Start of PROVIDED RECORDS
//! Pure queries over the project collection.
//!
//! Filtering is predicate composition: every supplied criterion must hold
//! (logical AND), an omitted criterion matches everything. The output is a
//! new sequence borrowing the same projects, in store order; nothing here
//! mutates or re-sorts.
//!
//! The distinct-domain helpers feed the filter toolbars. They return only
//! real domain values, deduplicated and sorted; the "All" entry the UI shows
//! first is the renderer's business.

use crate::content::Project;
use std::collections::BTreeSet;

/// Filter criteria, each independently optional.
#[derive(Debug, Clone, Default, PartialEq)]
pub struct ProjectFilter {
    /// Membership in the project's category set, exact.
    pub category: Option<String>,
    /// Case-insensitive substring match against any tag.
    pub technology: Option<String>,
    /// Exact industry match.
    pub industry: Option<String>,
    /// Membership in the project's platform set, exact.
    pub platform: Option<String>,
    /// Case-insensitive substring match against title, summary, any tag, or
    /// industry. Blank strings match everything.
    pub search: Option<String>,
    pub featured: Option<bool>,
}

impl ProjectFilter {
    /// True when no criterion is set, i.e. the filter matches everything.
    pub fn is_empty(&self) -> bool {
        self == &ProjectFilter::default()
    }

    pub fn matches(&self, project: &Project) -> bool {
        if let Some(category) = &self.category {
            if !project.category.iter().any(|c| c == category) {
                return false;
            }
        }

        if let Some(technology) = &self.technology {
            let needle = technology.to_lowercase();
            if !project
                .tags
                .iter()
                .any(|tag| tag.to_lowercase().contains(&needle))
            {
                return false;
            }
        }

        if let Some(industry) = &self.industry {
            if &project.industry != industry {
                return false;
            }
        }

        if let Some(platform) = &self.platform {
            if !project.platform.iter().any(|p| p == platform) {
                return false;
            }
        }

        if let Some(search) = &self.search {
            let needle = search.trim().to_lowercase();
            if !needle.is_empty() && !search_haystack(project, &needle) {
                return false;
            }
        }

        if let Some(featured) = self.featured {
            if project.featured != featured {
                return false;
            }
        }

        true
    }
}

fn search_haystack(project: &Project, needle: &str) -> bool {
    project.title.to_lowercase().contains(needle)
        || project.summary.to_lowercase().contains(needle)
        || project
            .tags
            .iter()
            .any(|tag| tag.to_lowercase().contains(needle))
        || project.industry.to_lowercase().contains(needle)
}

/// Stable filter: every project satisfying all supplied criteria, in the
/// order the store holds them.
pub fn filter_projects<'a>(projects: &'a [Project], filter: &ProjectFilter) -> Vec<&'a Project> {
    projects.iter().filter(|p| filter.matches(p)).collect()
}

/// Featured projects, in store order.
pub fn featured_projects(projects: &[Project]) -> Vec<&Project> {
    projects.iter().filter(|p| p.featured).collect()
}

/// Distinct categories across all projects, sorted ascending.
pub fn categories(projects: &[Project]) -> Vec<String> {
    distinct(projects.iter().flat_map(|p| p.category.iter()))
}

/// Distinct technology tags across all projects, sorted ascending.
pub fn technologies(projects: &[Project]) -> Vec<String> {
    distinct(projects.iter().flat_map(|p| p.tags.iter()))
}

/// Distinct industries across all projects, sorted ascending.
pub fn industries(projects: &[Project]) -> Vec<String> {
    distinct(projects.iter().map(|p| &p.industry))
}

/// Distinct platforms across all projects, sorted ascending.
pub fn platforms(projects: &[Project]) -> Vec<String> {
    distinct(projects.iter().flat_map(|p| p.platform.iter()))
}

fn distinct<'a>(values: impl Iterator<Item = &'a String>) -> Vec<String> {
    let set: BTreeSet<&String> = values.collect();
    set.into_iter().cloned().collect()
}

#[cfg(test)]
mod tests {
    use super::*;
    use crate::test_helpers::sample_projects;

    #[test]
    fn empty_filter_returns_everything_in_order() {
        let projects = sample_projects();
        let filtered = filter_projects(&projects, &ProjectFilter::default());
        assert_eq!(filtered.len(), projects.len());
        let slugs: Vec<&str> = filtered.iter().map(|p| p.slug.as_str()).collect();
        let expected: Vec<&str> = projects.iter().map(|p| p.slug.as_str()).collect();
        assert_eq!(slugs, expected);
    }

    #[test]
    fn category_filter_keeps_relative_order() {
        // Two of the five sample projects carry the "Apps" category
        let projects = sample_projects();
        let filter = ProjectFilter {
            category: Some("Apps".into()),
            ..Default::default()
        };
        let filtered = filter_projects(&projects, &filter);
        let slugs: Vec<&str> = filtered.iter().map(|p| p.slug.as_str()).collect();
        assert_eq!(slugs, vec!["nova-banking", "atlas-health"]);
    }

    #[test]
    fn technology_filter_is_case_insensitive_substring() {
        let projects = sample_projects();
        let filter = ProjectFilter {
            technology: Some("react".into()),
            ..Default::default()
        };
        // Matches both "React" and "React Native" tags
        for project in filter_projects(&projects, &filter) {
            assert!(
                project
                    .tags
                    .iter()
                    .any(|t| t.to_lowercase().contains("react")),
                "{}",
                project.slug
            );
        }
        assert!(!filter_projects(&projects, &filter).is_empty());
    }

    #[test]
    fn industry_filter_is_exact() {
        let projects = sample_projects();
        let filter = ProjectFilter {
            industry: Some("Fintech".into()),
            ..Default::default()
        };
        let filtered = filter_projects(&projects, &filter);
        assert!(filtered.iter().all(|p| p.industry == "Fintech"));
        assert!(!filtered.is_empty());

        let miss = ProjectFilter {
            industry: Some("fintech".into()),
            ..Default::default()
        };
        assert!(filter_projects(&projects, &miss).is_empty());
    }

    #[test]
    fn combined_filters_are_conjunctive() {
        let projects = sample_projects();
        let filter = ProjectFilter {
            category: Some("Apps".into()),
            platform: Some("iOS".into()),
            featured: Some(true),
            ..Default::default()
        };
        for project in filter_projects(&projects, &filter) {
            assert!(project.category.iter().any(|c| c == "Apps"));
            assert!(project.platform.iter().any(|p| p == "iOS"));
            assert!(project.featured);
        }
    }

    #[test]
    fn filter_is_sound_and_complete() {
        let projects = sample_projects();
        let filter = ProjectFilter {
            search: Some("design".into()),
            ..Default::default()
        };
        let filtered = filter_projects(&projects, &filter);
        for project in &projects {
            let included = filtered.iter().any(|p| p.slug == project.slug);
            assert_eq!(included, filter.matches(project), "{}", project.slug);
        }
    }

    #[test]
    fn search_matches_title_summary_tags_industry() {
        let projects = sample_projects();

        let by_title = ProjectFilter {
            search: Some("NOVA".into()),
            ..Default::default()
        };
        assert!(
            filter_projects(&projects, &by_title)
                .iter()
                .any(|p| p.slug == "nova-banking")
        );

        let by_industry = ProjectFilter {
            search: Some("fintech".into()),
            ..Default::default()
        };
        assert!(!filter_projects(&projects, &by_industry).is_empty());
    }

    #[test]
    fn blank_search_matches_everything() {
        let projects = sample_projects();
        let filter = ProjectFilter {
            search: Some("   ".into()),
            ..Default::default()
        };
        assert_eq!(filter_projects(&projects, &filter).len(), projects.len());
    }

    #[test]
    fn featured_filter_both_ways() {
        let projects = sample_projects();
        let on = ProjectFilter {
            featured: Some(true),
            ..Default::default()
        };
        let off = ProjectFilter {
            featured: Some(false),
            ..Default::default()
        };
        let total = filter_projects(&projects, &on).len() + filter_projects(&projects, &off).len();
        assert_eq!(total, projects.len());
        assert_eq!(
            featured_projects(&projects).len(),
            filter_projects(&projects, &on).len()
        );
    }

    #[test]
    fn no_match_returns_empty() {
        let projects = sample_projects();
        let filter = ProjectFilter {
            category: Some("Nonexistent".into()),
            ..Default::default()
        };
        assert!(filter_projects(&projects, &filter).is_empty());
    }

    #[test]
    fn distinct_domains_are_sorted_and_deduplicated() {
        let projects = sample_projects();

        let cats = categories(&projects);
        let mut sorted = cats.clone();
        sorted.sort();
        sorted.dedup();
        assert_eq!(cats, sorted);
        assert!(cats.contains(&"Apps".to_string()));
        // No synthetic sentinel; the UI adds it
        assert!(!cats.contains(&"All".to_string()));

        assert!(!technologies(&projects).is_empty());
        assert!(!industries(&projects).is_empty());
        assert!(!platforms(&projects).is_empty());
    }

    #[test]
    fn is_empty_reflects_criteria() {
        assert!(ProjectFilter::default().is_empty());
        let filter = ProjectFilter {
            featured: Some(false),
            ..Default::default()
        };
        assert!(!filter.is_empty());
    }
}
//! Site generation.
//!
//! Takes a loaded [`ContentStore`] plus [`SiteConfig`] and writes the final
//! static site:
//!
//! ```text
//! dist/
//! ├── index.html                       # Home: hero, carousel, featured work
//! ├── 404.html                         # Explicit not-found page
//! ├── style-3fa9c1d2.css               # Theme tokens + base styles, content-hashed
//! ├── about/index.html
//! ├── contact/index.html
//! ├── case-studies/index.html
//! ├── case-studies/{slug}/index.html
//! ├── portfolio/index.html
//! ├── portfolio/search-index.json      # Query-layer export for search tooling
//! ├── portfolio/category/{slug}/index.html
//! ├── portfolio/{slug}/index.html
//! └── assets/...                       # Copied through from content/assets
//! ```
//!
//! The stylesheet is written under a content-hashed name so far-future cache
//! headers are safe; deploying a change produces a new filename. Detail
//! pages are independent of each other and render in parallel.

use crate::config::{self, SiteConfig};
use crate::content;
use crate::query;
use crate::render;
use crate::route::Page;
use crate::store::ContentStore;
use maud::Markup;
use rayon::prelude::*;
use serde::Serialize;
use sha2::{Digest, Sha256};
use std::fs;
use std::path::Path;
use thiserror::Error;
use walkdir::WalkDir;

#[derive(Error, Debug)]
pub enum GenerateError {
    #[error("IO error: {0}")]
    Io(#[from] std::io::Error),
    #[error("Config error: {0}")]
    Config(#[from] config::ConfigError),
    #[error("Content error: {0}")]
    Content(#[from] content::ContentError),
    #[error("JSON error: {0}")]
    Json(#[from] serde_json::Error),
}

const CSS_STATIC: &str = include_str!("../static/style.css");

/// One written page, for reporting.
#[derive(Debug, Clone)]
pub struct GeneratedPage {
    pub title: String,
    pub path: String,
}

/// What a generation run produced.
#[derive(Debug)]
pub struct GenerateSummary {
    pub pages: Vec<GeneratedPage>,
    pub stylesheet: String,
    pub assets_copied: usize,
}

/// One entry in the exported search index. Mirrors the fields free-text
/// search matches against.
#[derive(Debug, Serialize)]
#[serde(rename_all = "camelCase")]
struct SearchEntry<'a> {
    slug: &'a str,
    title: &'a str,
    summary: &'a str,
    tags: &'a [String],
    category: &'a [String],
    industry: &'a str,
    href: String,
}

/// Load the content directory and generate the site into `output`.
pub fn build(source: &Path, output: &Path) -> Result<GenerateSummary, GenerateError> {
    let config = config::load_config(source)?;
    let catalog = content::load_catalog(source)?;
    let store = ContentStore::new(catalog);
    generate_site(&store, &config, source, output)
}

/// Generate the site from already-loaded content.
pub fn generate_site(
    store: &ContentStore,
    config: &SiteConfig,
    source: &Path,
    output: &Path,
) -> Result<GenerateSummary, GenerateError> {
    fs::create_dir_all(output)?;

    let css = format!(
        "{}\n\n{}",
        config::generate_theme_css(&config.theme),
        CSS_STATIC
    );
    let stylesheet = hashed_asset_name("style", "css", &css);
    fs::write(output.join(&stylesheet), &css)?;
    let css_href = format!("/{stylesheet}");

    let mut pages: Vec<GeneratedPage> = Vec::new();

    let fixed = [
        (Page::Home, "Home"),
        (Page::About, "About"),
        (Page::Portfolio, "Portfolio"),
        (Page::CaseStudies, "Case Studies"),
        (Page::Contact, "Contact"),
        (Page::NotFound, "Not Found"),
    ];
    for (page, title) in fixed {
        let markup = render::render_page(store, config, &css_href, &page);
        let path = page.output_path();
        write_page(output, &path, markup)?;
        pages.push(GeneratedPage {
            title: title.to_string(),
            path,
        });
    }

    for category in query::categories(store.projects()) {
        let markup = render::render_category_page(store, config, &css_href, &category);
        let href = render::category_href(&category);
        let path = format!("{}index.html", &href[1..]);
        write_page(output, &path, markup)?;
        pages.push(GeneratedPage {
            title: format!("Portfolio / {category}"),
            path,
        });
    }

    // Detail pages are independent; render and write them in parallel
    let project_pages = store
        .projects()
        .par_iter()
        .map(|project| -> Result<GeneratedPage, GenerateError> {
            let page = Page::PortfolioDetail {
                slug: project.slug.clone(),
            };
            let markup = render::render_page(store, config, &css_href, &page);
            let path = page.output_path();
            write_page(output, &path, markup)?;
            Ok(GeneratedPage {
                title: project.title.clone(),
                path,
            })
        })
        .collect::<Result<Vec<_>, _>>()?;
    pages.extend(project_pages);

    let study_pages = store
        .case_studies()
        .par_iter()
        .map(|study| -> Result<GeneratedPage, GenerateError> {
            let page = Page::CaseStudyDetail {
                slug: study.slug.clone(),
            };
            let markup = render::render_page(store, config, &css_href, &page);
            let path = page.output_path();
            write_page(output, &path, markup)?;
            Ok(GeneratedPage {
                title: study.title.clone(),
                path,
            })
        })
        .collect::<Result<Vec<_>, _>>()?;
    pages.extend(study_pages);

    write_search_index(store, output)?;

    let assets_copied = copy_assets(&source.join("assets"), output)?;

    Ok(GenerateSummary {
        pages,
        stylesheet,
        assets_copied,
    })
}

fn write_page(output: &Path, rel_path: &str, markup: Markup) -> std::io::Result<()> {
    let path = output.join(rel_path);
    if let Some(parent) = path.parent() {
        fs::create_dir_all(parent)?;
    }
    fs::write(path, markup.into_string())
}

/// Content-addressed asset name: `style-3fa9c1d2.css`. The name changes
/// whenever the content does, so caches never serve stale styles.
fn hashed_asset_name(stem: &str, ext: &str, content: &str) -> String {
    let digest = Sha256::digest(content.as_bytes());
    let hex: String = digest.iter().take(4).map(|b| format!("{b:02x}")).collect();
    format!("{stem}-{hex}.{ext}")
}

/// Export the searchable project fields as JSON next to the portfolio page.
fn write_search_index(store: &ContentStore, output: &Path) -> Result<(), GenerateError> {
    let entries: Vec<SearchEntry> = store
        .projects()
        .iter()
        .map(|project| SearchEntry {
            slug: &project.slug,
            title: &project.title,
            summary: &project.summary,
            tags: &project.tags,
            category: &project.category,
            industry: &project.industry,
            href: Page::PortfolioDetail {
                slug: project.slug.clone(),
            }
            .href(),
        })
        .collect();
    let json = serde_json::to_string_pretty(&entries)?;
    let dir = output.join("portfolio");
    fs::create_dir_all(&dir)?;
    fs::write(dir.join("search-index.json"), json)?;
    Ok(())
}

/// Copy `content/assets/` into `dist/assets/`, preserving structure.
/// Returns the number of files copied; a missing assets directory is fine.
fn copy_assets(assets_dir: &Path, output: &Path) -> Result<usize, GenerateError> {
    if !assets_dir.is_dir() {
        return Ok(0);
    }
    let mut copied = 0;
    for entry in WalkDir::new(assets_dir) {
        let entry = entry.map_err(std::io::Error::from)?;
        if entry.file_type().is_dir() {
            continue;
        }
        let rel = entry.path().strip_prefix(assets_dir).unwrap();
        let dest = output.join("assets").join(rel);
        if let Some(parent) = dest.parent() {
            fs::create_dir_all(parent)?;
        }
        fs::copy(entry.path(), &dest)?;
        copied += 1;
    }
    Ok(copied)
}

#[cfg(test)]
mod tests {
    use super::*;
    use crate::test_helpers::setup_fixtures;
    use tempfile::TempDir;

    #[test]
    fn build_writes_every_page_kind() {
        let content = setup_fixtures();
        let out = TempDir::new().unwrap();
        let summary = build(content.path(), out.path()).unwrap();

        for path in [
            "index.html",
            "404.html",
            "about/index.html",
            "portfolio/index.html",
            "case-studies/index.html",
            "contact/index.html",
        ] {
            assert!(out.path().join(path).is_file(), "{path}");
        }
        assert!(summary.pages.iter().any(|p| p.path == "index.html"));
    }

    #[test]
    fn build_writes_detail_pages_for_every_slug() {
        let content = setup_fixtures();
        let out = TempDir::new().unwrap();
        build(content.path(), out.path()).unwrap();

        let catalog = crate::content::load_catalog(content.path()).unwrap();
        for project in &catalog.projects {
            let path = out
                .path()
                .join(format!("portfolio/{}/index.html", project.slug));
            assert!(path.is_file(), "{}", project.slug);
        }
        for study in &catalog.case_studies {
            let path = out
                .path()
                .join(format!("case-studies/{}/index.html", study.slug));
            assert!(path.is_file(), "{}", study.slug);
        }
    }

    #[test]
    fn stylesheet_is_content_hashed_and_linked() {
        let content = setup_fixtures();
        let out = TempDir::new().unwrap();
        let summary = build(content.path(), out.path()).unwrap();

        assert!(summary.stylesheet.starts_with("style-"));
        assert!(summary.stylesheet.ends_with(".css"));
        assert!(out.path().join(&summary.stylesheet).is_file());

        let index = fs::read_to_string(out.path().join("index.html")).unwrap();
        assert!(index.contains(&summary.stylesheet));
    }

    #[test]
    fn hashed_name_is_stable_per_content() {
        let a = hashed_asset_name("style", "css", "body {}");
        let b = hashed_asset_name("style", "css", "body {}");
        let c = hashed_asset_name("style", "css", "body { color: red }");
        assert_eq!(a, b);
        assert_ne!(a, c);
        assert_eq!(a.len(), "style-".len() + 8 + ".css".len());
    }

    #[test]
    fn search_index_lists_all_projects() {
        let content = setup_fixtures();
        let out = TempDir::new().unwrap();
        build(content.path(), out.path()).unwrap();

        let raw = fs::read_to_string(out.path().join("portfolio/search-index.json")).unwrap();
        let entries: Vec<serde_json::Value> = serde_json::from_str(&raw).unwrap();
        let catalog = crate::content::load_catalog(content.path()).unwrap();
        assert_eq!(entries.len(), catalog.projects.len());
        assert!(entries[0].get("href").is_some());
    }

    #[test]
    fn category_pages_generated_per_domain_value() {
        let content = setup_fixtures();
        let out = TempDir::new().unwrap();
        build(content.path(), out.path()).unwrap();

        let catalog = crate::content::load_catalog(content.path()).unwrap();
        for category in crate::query::categories(&catalog.projects) {
            let href = render::category_href(&category);
            let path = out.path().join(format!("{}index.html", &href[1..]));
            assert!(path.is_file(), "{category}");
        }
    }

    #[test]
    fn assets_copied_through() {
        let content = setup_fixtures();
        let out = TempDir::new().unwrap();
        let summary = build(content.path(), out.path()).unwrap();

        assert!(summary.assets_copied >= 1);
        assert!(out.path().join("assets/favicon.svg").is_file());
    }

    #[test]
    fn missing_assets_directory_is_fine() {
        let content = setup_fixtures();
        fs::remove_dir_all(content.path().join("assets")).unwrap();
        let out = TempDir::new().unwrap();
        let summary = build(content.path(), out.path()).unwrap();
        assert_eq!(summary.assets_copied, 0);
    }
}
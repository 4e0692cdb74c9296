//! Read-only access to the loaded content.
//!
//! A [`ContentStore`] wraps a validated [`Catalog`] and is constructed once
//! at startup, then shared by reference. There is no ambient global; every
//! consumer (query layer, renderer, generator) receives the store
//! explicitly. Nothing here mutates: queries hand out borrows or fresh
//! vectors of borrows.
//!
//! Image resolution is the one place lookups never miss: an id absent from
//! the image table resolves to [`FALLBACK_IMAGE_URL`]. That substitution is
//! the contract for dangling references, not an error path.

use crate::content::{
    Attribution, CaseStudy, Catalog, ImageEntry, PageMeta, Project, SiteCopy, Skill,
    SkillCategory, TimelineEntry,
};
use std::collections::BTreeMap;

/// Served when an image id has no entry in the image table.
pub const FALLBACK_IMAGE_URL: &str =
    "https://images.pexels.com/photos/3861969/pexels-photo-3861969.jpeg?auto=compress&cs=tinysrgb&w=1200";

/// Read-only repository over the content catalog.
#[derive(Debug)]
pub struct ContentStore {
    catalog: Catalog,
    image_index: BTreeMap<String, usize>,
}

impl ContentStore {
    pub fn new(catalog: Catalog) -> Self {
        let image_index = catalog
            .images
            .iter()
            .enumerate()
            .map(|(idx, image)| (image.id.clone(), idx))
            .collect();
        Self {
            catalog,
            image_index,
        }
    }

    // ------------------------------------------------------------------
    // Collections
    // ------------------------------------------------------------------

    pub fn projects(&self) -> &[Project] {
        &self.catalog.projects
    }

    pub fn case_studies(&self) -> &[CaseStudy] {
        &self.catalog.case_studies
    }

    pub fn skill_categories(&self) -> &[SkillCategory] {
        &self.catalog.skills
    }

    pub fn timeline(&self) -> &[TimelineEntry] {
        &self.catalog.timeline
    }

    pub fn images(&self) -> &[ImageEntry] {
        &self.catalog.images
    }

    pub fn copy(&self) -> &SiteCopy {
        &self.catalog.copy
    }

    // ------------------------------------------------------------------
    // Lookups
    // ------------------------------------------------------------------

    pub fn project_by_slug(&self, slug: &str) -> Option<&Project> {
        self.catalog.projects.iter().find(|p| p.slug == slug)
    }

    pub fn case_study_by_slug(&self, slug: &str) -> Option<&CaseStudy> {
        self.catalog.case_studies.iter().find(|cs| cs.slug == slug)
    }

    /// A project has a case study iff one shares its slug.
    pub fn has_case_study(&self, project_slug: &str) -> bool {
        self.catalog
            .case_studies
            .iter()
            .any(|cs| cs.slug == project_slug)
    }

    // ------------------------------------------------------------------
    // Images
    // ------------------------------------------------------------------

    pub fn image(&self, id: &str) -> Option<&ImageEntry> {
        self.image_index
            .get(id)
            .map(|&idx| &self.catalog.images[idx])
    }

    /// Resolve an image id to its URL. Never fails: unknown ids degrade to
    /// the fallback URL.
    pub fn image_url(&self, id: &str) -> &str {
        self.image(id)
            .map(|image| image.url.as_str())
            .unwrap_or(FALLBACK_IMAGE_URL)
    }

    /// Alt text for an image id, empty for unknown ids.
    pub fn image_alt(&self, id: &str) -> &str {
        self.image(id).map(|image| image.alt.as_str()).unwrap_or("")
    }

    pub fn attribution(&self, id: &str) -> Option<&Attribution> {
        self.image(id).map(|image| &image.attribution)
    }

    /// All images in a category (e.g. "carousel", "hero"), in table order.
    pub fn images_by_category(&self, category: &str) -> Vec<&ImageEntry> {
        self.catalog
            .images
            .iter()
            .filter(|image| image.category == category)
            .collect()
    }

    // ------------------------------------------------------------------
    // Skills and timeline
    // ------------------------------------------------------------------

    /// All skills across categories, flattened in category order.
    pub fn all_skills(&self) -> Vec<&Skill> {
        self.catalog
            .skills
            .iter()
            .flat_map(|category| category.skills.iter())
            .collect()
    }

    /// Skills at or above `min_level`.
    pub fn expert_skills(&self, min_level: u8) -> Vec<&Skill> {
        self.all_skills()
            .into_iter()
            .filter(|skill| skill.level >= min_level)
            .collect()
    }

    /// The current role is the first timeline entry (most-recent-first).
    pub fn current_role(&self) -> Option<&TimelineEntry> {
        self.catalog.timeline.first()
    }

    // ------------------------------------------------------------------
    // Page metadata
    // ------------------------------------------------------------------

    /// Metadata for a page id, falling back to the home entry. Load
    /// validation guarantees "home" exists.
    pub fn page_meta(&self, page_id: &str) -> &PageMeta {
        self.catalog
            .copy
            .metadata
            .get(page_id)
            .or_else(|| self.catalog.copy.metadata.get("home"))
            .expect("validated catalog has home metadata")
    }
}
End of PROVIDED RECORDS
The lines of the data, from the first through the one containing "the renderer's business.", are to be transcribed exactly.

- RESPONSE TO THIS TASK
//! Pure queries over the project collection.
//!
//! Filtering is predicate composition: every supplied criterion must hold
//! (logical AND), an omitted criterion matches everything. The output is a
//! new sequence borrowing the same projects, in store order; nothing here
//! mutates or re-sorts.
//!
//! The distinct-domain helpers feed the filter toolbars. They return only
//! real domain values, deduplicated and sorted; the "All" entry the UI shows
//! first is the renderer's business.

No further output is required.